Have you noticed, most articles on Cricinfo covering the Australia tour have no bylines. Just a "Cricinfo Staff". Wonder why.

Thursday, October 16, 2008

The Quality of Sprawl

Nice. Us Likes. From Al-Lude's blog.
The Quality of Sprawl - Les Murray
Sprawl is the quality
of the man who cut down his Rolls-Royce
into a farm utility truck, and sprawl
is what the company lacked when it made repeated efforts
to buy the vehicle back and repair its image.

Sprawl is doing your farm work by aeroplane, roughly,
or driving a hitchhiker that extra hundred miles home.
It is the rococo of being your own still centre.
It is never lighting cigars with ten dollar notes:
that's idiot ostentation and murder of starving people.
Nor can it be bought with the ash of million dollar deeds.

Sprawl lengthens the legs; it trains greyhounds on liver and beer.
Sprawl almost never says, Why not?, with palms comically raised
nor can it be dressed for, not even in running shoes worn
with mink and a nose ring. That is Society. That's Style.
Sprawl is more like the thirteenth banana in a dozen
or anyway the fourteenth.

Sprawl is Hank Stamper in Never Give an Inch
bisecting an obstructive official's desk with a chain saw.
Not harming the official. Sprawl is never brutal,
though it's often intransigent. Sprawl is never Simon de Montfortat
a town-storming: Kill them all! God will know His own.
Knowing the man's name this was said to might be sprawl.

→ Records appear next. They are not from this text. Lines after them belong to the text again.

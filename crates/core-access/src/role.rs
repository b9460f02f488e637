//! Session roles
//!
//! The role set is closed. A role is assigned to a session once and does not
//! change; roles do not inherit from one another.

use crate::error::PolicyError;
use core::fmt;
use core::str::FromStr;
use serde::{Deserialize, Serialize};

/// Identity category assigned to a session
#[derive(Debug, Clone, Copy, PartialEq, Eq, PartialOrd, Ord, Hash, Serialize, Deserialize)]
#[serde(rename_all = "lowercase")]
pub enum Role {
    /// Clinic administrator
    Admin,
    /// Treating dentist
    Dentist,
    /// Front-desk and back-office staff
    Staff,
    /// Patient using the self-service portal
    Patient,
}

impl Role {
    /// Every role, in declaration order
    pub const ALL: [Self; 4] = [Self::Admin, Self::Dentist, Self::Staff, Self::Patient];

    /// Canonical lowercase name
    #[must_use]
    pub const fn as_str(self) -> &'static str {
        match self {
            Self::Admin => "admin",
            Self::Dentist => "dentist",
            Self::Staff => "staff",
            Self::Patient => "patient",
        }
    }

    /// Parse a canonical role name. Returns `None` for anything else.
    #[must_use]
    pub fn parse(name: &str) -> Option<Self> {
        Self::ALL.into_iter().find(|role| role.as_str() == name)
    }
}

impl fmt::Display for Role {
    fn fmt(&self, f: &mut fmt::Formatter<'_>) -> fmt::Result {
        f.write_str(self.as_str())
    }
}

impl FromStr for Role {
    type Err = PolicyError;

    fn from_str(s: &str) -> Result<Self, Self::Err> {
        Self::parse(s).ok_or_else(|| PolicyError::UnknownRole(s.to_string()))
    }
}
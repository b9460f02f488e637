//! Component-level access gate
//!
//! Guards a fragment of a view with one permission. The outcome is a single
//! [`Rendered`] value, so the primary fragment and the fallback can never
//! both be produced.

use core_access::{Authorizer, Permission, Role};

/// What a component gate produced
#[derive(Debug, Clone, PartialEq, Eq)]
pub enum Rendered<T> {
    /// The guarded fragment
    Primary(T),
    /// The fallback fragment
    Fallback(T),
    /// Nothing at all
    Nothing,
}

impl<T> Rendered<T> {
    /// The produced fragment, whichever it was
    pub fn into_inner(self) -> Option<T> {
        match self {
            Self::Primary(value) | Self::Fallback(value) => Some(value),
            Self::Nothing => None,
        }
    }

    /// Whether the guarded fragment was produced
    pub const fn is_primary(&self) -> bool {
        matches!(self, Self::Primary(_))
    }
}

/// Renders a fragment only for roles holding `required`
#[derive(Debug, Clone, Copy)]
pub struct ComponentGate<A> {
    authorizer: A,
    required: Permission,
}

impl<A: Authorizer> ComponentGate<A> {
    /// Create a gate requiring `required`
    pub const fn new(authorizer: A, required: Permission) -> Self {
        Self {
            authorizer,
            required,
        }
    }

    /// Permission this gate requires
    pub const fn required(&self) -> Permission {
        self.required
    }

    /// Whether `role` passes; a session without a role never does
    pub fn is_permitted(&self, role: Option<Role>) -> bool {
        role.is_some_and(|role| self.authorizer.is_permitted(role, self.required))
    }

    /// Primary fragment if permitted, otherwise nothing
    pub fn render<T>(&self, role: Option<Role>, primary: impl FnOnce() -> T) -> Rendered<T> {
        if self.is_permitted(role) {
            Rendered::Primary(primary())
        } else {
            Rendered::Nothing
        }
    }

    /// Primary fragment if permitted, otherwise the fallback
    pub fn render_with_fallback<T>(
        &self,
        role: Option<Role>,
        primary: impl FnOnce() -> T,
        fallback: impl FnOnce() -> T,
    ) -> Rendered<T> {
        if self.is_permitted(role) {
            Rendered::Primary(primary())
        } else {
            tracing::debug!(?role, permission = %self.required, "component gate fallback");
            Rendered::Fallback(fallback())
        }
    }
}
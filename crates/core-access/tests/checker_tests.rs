//! Integration tests for PermissionChecker

use core_access::{
    clinic_policy_table, Action, Authorizer, Module, Permission, PermissionChecker,
    PolicyTableBuilder, Role,
};

#[test]
fn test_admin_and_patient_user_deletion() {
    let table = clinic_policy_table();
    let checker = PermissionChecker::new(&table);

    assert!(checker.has_permission(Role::Admin, Module::Users, Action::Delete));
    assert!(!checker.has_permission(Role::Patient, Module::Users, Action::Delete));

    assert!(checker.has_permission_str("admin", "users", "delete"));
    assert!(!checker.has_permission_str("patient", "users", "delete"));
}

#[test]
fn test_patient_appointments_view_but_not_edit() {
    let table = clinic_policy_table();
    let checker = table.checker();

    assert!(checker.has_permission(Role::Patient, Module::Appointments, Action::View));
    assert!(!checker.has_permission(Role::Patient, Module::Appointments, Action::Edit));
}

#[test]
fn test_inventory_manage_staff_but_not_dentist() {
    let table = clinic_policy_table();
    let checker = table.checker();

    assert!(checker.has_permission(Role::Staff, Module::Inventory, Action::Manage));
    assert!(!checker.has_permission(Role::Dentist, Module::Inventory, Action::Manage));
}

#[test]
fn test_patient_accessible_modules_in_policy_order() {
    let table = clinic_policy_table();
    let checker = table.checker();

    assert_eq!(
        checker.accessible_modules(Role::Patient),
        vec![
            Module::Dashboard,
            Module::Appointments,
            Module::Billing,
            Module::Notifications,
        ]
    );
    assert_eq!(
        checker.accessible_modules_str("patient"),
        checker.accessible_modules(Role::Patient)
    );
}

#[test]
fn test_unknown_role_is_denied() {
    let table = clinic_policy_table();
    let checker = table.checker();

    assert!(!checker.has_permission_str("ghost-role", "dashboard", "view"));
    assert!(!checker.can_access_module_str("ghost-role", "dashboard"));
    assert!(checker.accessible_modules_str("ghost-role").is_empty());
}

#[test]
fn test_unknown_module_and_action_are_denied() {
    let table = clinic_policy_table();
    let checker = table.checker();

    assert!(!checker.has_permission_str("admin", "payroll", "view"));
    assert!(!checker.has_permission_str("admin", "users", "impersonate"));
    assert!(!checker.has_permission_str("admin", "", "view"));
    assert!(!checker.has_permission_str("admin", "users", ""));
    assert!(!checker.has_permission_str("", "", ""));
    // Names are case-sensitive
    assert!(!checker.has_permission_str("Admin", "Users", "Delete"));
}

#[test]
fn test_can_access_module_is_view_permission() {
    let table = clinic_policy_table();
    let checker = table.checker();

    for role in Role::ALL {
        for module in Module::ALL {
            assert_eq!(
                checker.can_access_module(role, module),
                checker.has_permission(role, module, Action::View),
                "{role}/{module}"
            );
        }
    }
    assert!(!checker.can_access_module(Role::Staff, Module::Charting));
    assert!(checker.can_access_module(Role::Dentist, Module::Charting));
}

#[test]
fn test_accessible_modules_counts_entries_without_view() {
    // An entry with no actions still makes the module "accessible" in the
    // any-entry sense, while view stays denied.
    let table = PolicyTableBuilder::new()
        .role(Role::Staff, |p| p.grant(Module::Reports, [] as [Action; 0]))
        .build()
        .unwrap();
    let checker = table.checker();

    assert_eq!(checker.accessible_modules(Role::Staff), vec![Module::Reports]);
    assert!(!checker.can_access_module(Role::Staff, Module::Reports));
}

#[test]
fn test_permissions_for_follows_policy_order() {
    let table = clinic_policy_table();
    let checker = table.checker();

    let permissions: Vec<String> = checker
        .permissions_for(Role::Patient)
        .map(|p| p.to_string())
        .collect();

    assert_eq!(
        permissions,
        vec![
            "dashboard:view",
            "appointments:view",
            "appointments:request",
            "billing:view",
            "notifications:view",
        ]
    );
}

#[test]
fn test_repeated_queries_are_stable() {
    let table = clinic_policy_table();
    let checker = table.checker();

    let first = checker.accessible_modules(Role::Dentist);
    for _ in 0..10 {
        assert_eq!(checker.accessible_modules(Role::Dentist), first);
        assert!(checker.has_permission(Role::Dentist, Module::Charting, Action::Edit));
    }
}

#[test]
fn test_authorizer_trait_implementation() {
    let table = clinic_policy_table();

    fn check<A: Authorizer>(authorizer: &A, role: Role) -> bool {
        authorizer.is_permitted(role, Permission::new(Module::Billing, Action::Process))
    }

    assert!(check(&table.checker(), Role::Staff));
    assert!(check(&table, Role::Admin));
    assert!(!check(&table, Role::Patient));

    let shared = std::sync::Arc::new(table);
    assert!(check(&shared, Role::Staff));
}

#[test]
fn test_injected_table_replaces_default() {
    let table = PolicyTableBuilder::new()
        .role(Role::Patient, |p| p.grant(Module::Users, [Action::View, Action::Delete]))
        .build()
        .unwrap();
    let checker = table.checker();

    assert!(checker.has_permission(Role::Patient, Module::Users, Action::Delete));
    assert!(!checker.has_permission(Role::Admin, Module::Users, Action::Delete));
}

Sprawl occurs in art. The fifteenth to twenty-first
lines in a sonnet, for example. And in certain paintings.
I have sprawl enough to have forgotten which paintings.
Turner's glorious Burning of the Houses of Parliament
comes to mind, a doubling bannered triumph of sprawl -
except he didn't fire them.

Sprawl gets up the noses of many kinds of people
(every kind that comes in kinds) whose futures don't include it.
Some decry it as criminal presumption, silken-robed
Pope Alexander dividing the new world between Spain and Portugal.
If he smiled in petto afterwards, perhaps the thing did have sprawl.

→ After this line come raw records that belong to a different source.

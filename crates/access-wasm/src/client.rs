use access_engine::{evaluate_request, AccessDecision, NavigationFilter, NavigationMenu};
use core_access::{PolicyTable, Role};
use serde::Deserialize;
use wasm_bindgen::prelude::*;

/// WASM-facing permission checker for the clinic dashboard
///
/// Owns its policy table and navigation menu. Both are fixed once the client
/// is constructed; build a new client to load different configuration.
#[wasm_bindgen]
pub struct WasmAccessClient {
    table: PolicyTable,
    menu: NavigationMenu,
}

#[wasm_bindgen]
impl WasmAccessClient {
    /// Client over the built-in clinic policy table and menu
    #[wasm_bindgen(constructor)]
    pub fn new() -> WasmAccessClient {
        WasmAccessClient {
            table: core_access::clinic_policy_table(),
            menu: NavigationMenu::clinic_default(),
        }
    }

    /// Client over a policy table given as TOML, with the default menu
    #[wasm_bindgen]
    pub fn from_policy_toml(policy_toml: &str) -> Result<WasmAccessClient, JsValue> {
        let table = PolicyTable::from_toml(policy_toml)
            .map_err(|e| JsValue::from_str(&format!("Invalid policy table: {}", e)))?;

        Ok(WasmAccessClient {
            table,
            menu: NavigationMenu::clinic_default(),
        })
    }

    /// Replace the master navigation list with a JSON array of entries
    #[wasm_bindgen(js_name = withNavigationJson)]
    pub fn with_navigation_json(self, navigation_json: &str) -> Result<WasmAccessClient, JsValue> {
        let menu: NavigationMenu = serde_json::from_str(navigation_json)
            .map_err(|e| JsValue::from_str(&format!("Invalid navigation JSON: {}", e)))?;

        Ok(WasmAccessClient { menu, ..self })
    }

    // ========================================
    // PERMISSION QUERIES
    // ========================================

    /// Whether `role` may perform `action` on `module`; unknown names are denied
    #[wasm_bindgen(js_name = hasPermission)]
    pub fn has_permission(&self, role: &str, module: &str, action: &str) -> bool {
        self.table.checker().has_permission_str(role, module, action)
    }

    /// Whether `role` may view `module`
    #[wasm_bindgen(js_name = canAccessModule)]
    pub fn can_access_module(&self, role: &str, module: &str) -> bool {
        self.table.checker().can_access_module_str(role, module)
    }

    /// Module names the role has any entry for, in policy order
    #[wasm_bindgen(js_name = accessibleModules)]
    pub fn accessible_modules(&self, role: &str) -> Result<JsValue, JsValue> {
        let modules: Vec<&str> = self
            .table
            .checker()
            .accessible_modules_str(role)
            .into_iter()
            .map(|module| module.as_str())
            .collect();

        serde_wasm_bindgen::to_value(&modules)
            .map_err(|e| JsValue::from_str(&format!("Serialization error: {}", e)))
    }

    /// Navigation entries visible to `role`, in menu order
    #[wasm_bindgen(js_name = menuItems)]
    pub fn menu_items(&self, role: &str) -> Result<JsValue, JsValue> {
        let filter = NavigationFilter::new(&self.menu, self.table.checker());
        let items = filter.menu_items_for_role_str(role);

        serde_wasm_bindgen::to_value(&items)
            .map_err(|e| JsValue::from_str(&format!("Serialization error: {}", e)))
    }

    /// Role names the dashboard may assign
    #[wasm_bindgen]
    pub fn roles() -> Result<JsValue, JsValue> {
        let names: Vec<&str> = Role::ALL.iter().map(|role| role.as_str()).collect();
        serde_wasm_bindgen::to_value(&names)
            .map_err(|e| JsValue::from_str(&format!("Serialization error: {}", e)))
    }

    // ========================================
    // DECISIONS
    // ========================================

    /// Evaluates a request and returns `{ allowed, reasons, evaluation_time_us }`
    #[wasm_bindgen(js_name = evaluateRequest)]
    pub fn evaluate_request(
        &self,
        role: &str,
        module: &str,
        action: &str,
    ) -> Result<JsValue, JsValue> {
        let start = now_ms();
        let mut decision = evaluate_request(&self.table.checker(), role, module, action);
        decision.evaluation_time_us = elapsed_us(start);

        serde_wasm_bindgen::to_value(&decision)
            .map_err(|e| JsValue::from_str(&format!("Serialization error: {}", e)))
    }

    /// Batch evaluation of `[{ role, module, action }, ...]`
    ///
    /// Total time is reported on the last decision.
    #[wasm_bindgen(js_name = evaluateBatch)]
    pub fn evaluate_batch(&self, requests_json: &str) -> Result<JsValue, JsValue> {
        #[derive(Deserialize)]
        struct BatchRequest {
            role: String,
            module: String,
            action: String,
        }

        let start = now_ms();

        let requests: Vec<BatchRequest> = serde_json::from_str(requests_json)
            .map_err(|e| JsValue::from_str(&format!("Invalid requests JSON: {}", e)))?;

        let checker = self.table.checker();
        let mut decisions: Vec<AccessDecision> = requests
            .iter()
            .map(|req| evaluate_request(&checker, &req.role, &req.module, &req.action))
            .collect();

        if let Some(last) = decisions.last_mut() {
            last.evaluation_time_us = elapsed_us(start);
        }
        tracing::debug!(count = decisions.len(), "evaluated request batch");

        serde_wasm_bindgen::to_value(&decisions)
            .map_err(|e| JsValue::from_str(&format!("Serialization error: {}", e)))
    }
}

impl Default for WasmAccessClient {
    fn default() -> Self {
        Self::new()
    }
}

impl WasmAccessClient {
    /// Policy table backing this client
    pub fn table(&self) -> &PolicyTable {
        &self.table
    }

    /// Master navigation list backing this client
    pub fn menu(&self) -> &NavigationMenu {
        &self.menu
    }
}

// performance.now() in milliseconds, 0.0 outside a browser
fn now_ms() -> f64 {
    web_sys::window()
        .and_then(|w| w.performance())
        .map(|p| p.now())
        .unwrap_or(0.0)
}

fn elapsed_us(start_ms: f64) -> u64 {
    // performance.now() returns milliseconds; the cast saturates on negatives
    ((now_ms() - start_ms) * 1000.0) as u64
}
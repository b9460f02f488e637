// SPDX-License-Identifier: Apache-2.0
// Copyright 2025 P47H Team <https://p47h.com>

//! # app-config
//!
//! Configuration loading for the clinic access engine.
//!
//! This crate provides:
//! - Policy table parsers for TOML and YAML files
//! - `ClinicConfig`: policy table, navigation menu and redirect paths,
//!   loaded from a file or from `$CLINIC_RBAC_CONFIG`

#![forbid(unsafe_code)]
#![warn(missing_docs)]

pub mod config;
pub mod error;
pub mod parser;

/// Re-export commonly used types
pub use config::{load_policy_table, ClinicConfig, CONFIG_ENV_VAR, MAX_CONFIG_BYTES};
pub use error::{ConfigError, Result};
pub use parser::{to_yaml, Format, PolicyParser, TomlParser, YamlParser};
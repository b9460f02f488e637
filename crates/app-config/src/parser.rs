//! Policy table parsers for the supported file formats

use crate::error::{ConfigError, Result};
use core_access::{PolicyError, PolicyTable};
use std::path::Path;

/// Trait for policy table parsers
pub trait PolicyParser {
    /// Parse and validate a policy table from a string
    fn parse(&self, input: &str) -> std::result::Result<PolicyTable, PolicyError>;
}

/// TOML parser implementation
#[derive(Debug, Clone, Copy, Default)]
pub struct TomlParser;

impl PolicyParser for TomlParser {
    fn parse(&self, input: &str) -> std::result::Result<PolicyTable, PolicyError> {
        PolicyTable::from_toml(input)
    }
}

/// YAML parser implementation
#[derive(Debug, Clone, Copy, Default)]
pub struct YamlParser;

impl PolicyParser for YamlParser {
    fn parse(&self, input: &str) -> std::result::Result<PolicyTable, PolicyError> {
        let table: PolicyTable = serde_yaml::from_str(input)
            .map_err(|e| PolicyError::Serialization(format!("YAML parse error: {}", e)))?;
        tracing::info!(entries = table.entry_count(), "loaded policy table from YAML");
        Ok(table)
    }
}

/// Supported configuration file formats
#[derive(Debug, Clone, Copy, PartialEq, Eq)]
pub enum Format {
    /// `.toml`
    Toml,
    /// `.yaml` or `.yml`
    Yaml,
}

impl Format {
    /// Format implied by the file extension
    ///
    /// # Errors
    ///
    /// `UnsupportedFormat` for any other extension
    pub fn from_path(path: &Path) -> Result<Self> {
        match path.extension().and_then(|ext| ext.to_str()) {
            Some("toml") => Ok(Self::Toml),
            Some("yaml" | "yml") => Ok(Self::Yaml),
            _ => Err(ConfigError::UnsupportedFormat(path.to_path_buf())),
        }
    }

    /// Parser for this format
    #[must_use]
    pub fn parser(self) -> &'static dyn PolicyParser {
        match self {
            Self::Toml => &TomlParser,
            Self::Yaml => &YamlParser,
        }
    }
}

/// Serialize a policy table to YAML
///
/// # Errors
///
/// Returns `PolicyError::Serialization` if YAML serialization fails
pub fn to_yaml(table: &PolicyTable) -> std::result::Result<String, PolicyError> {
    serde_yaml::to_string(table)
        .map_err(|e| PolicyError::Serialization(format!("YAML serialization error: {}", e)))
}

Sprawl is really classless, though. It is
John Christopher Frederick Murray
asleep in his neighbours' best bed in spurs and oilskins,
but not having thrown up:
sprawl is never Calum, who, in the loud hallway of our house
reinvented the Festoon. Rather
it's Beatrice Miles going twelve hundred ditto in a taxi,
No Lewd Advances, no Hitting Animals, no Speeding,
on the proceeds of her two-bob-a-sonnet Shakespeare readings.
An image of my country. And would that
it were more so.

No, sprawl is full gloss murals on a council-house wall.
Sprawl leans on things. It is loose-limbed in its mind.
Reprimanded and dismissed,
it listens with a grin and one boot up on the rail
of possibility. It may have to leave the Earth.
Being roughly Christian, it scratches the other cheek
And thinks it unlikely. Though people have been shot for sprawl.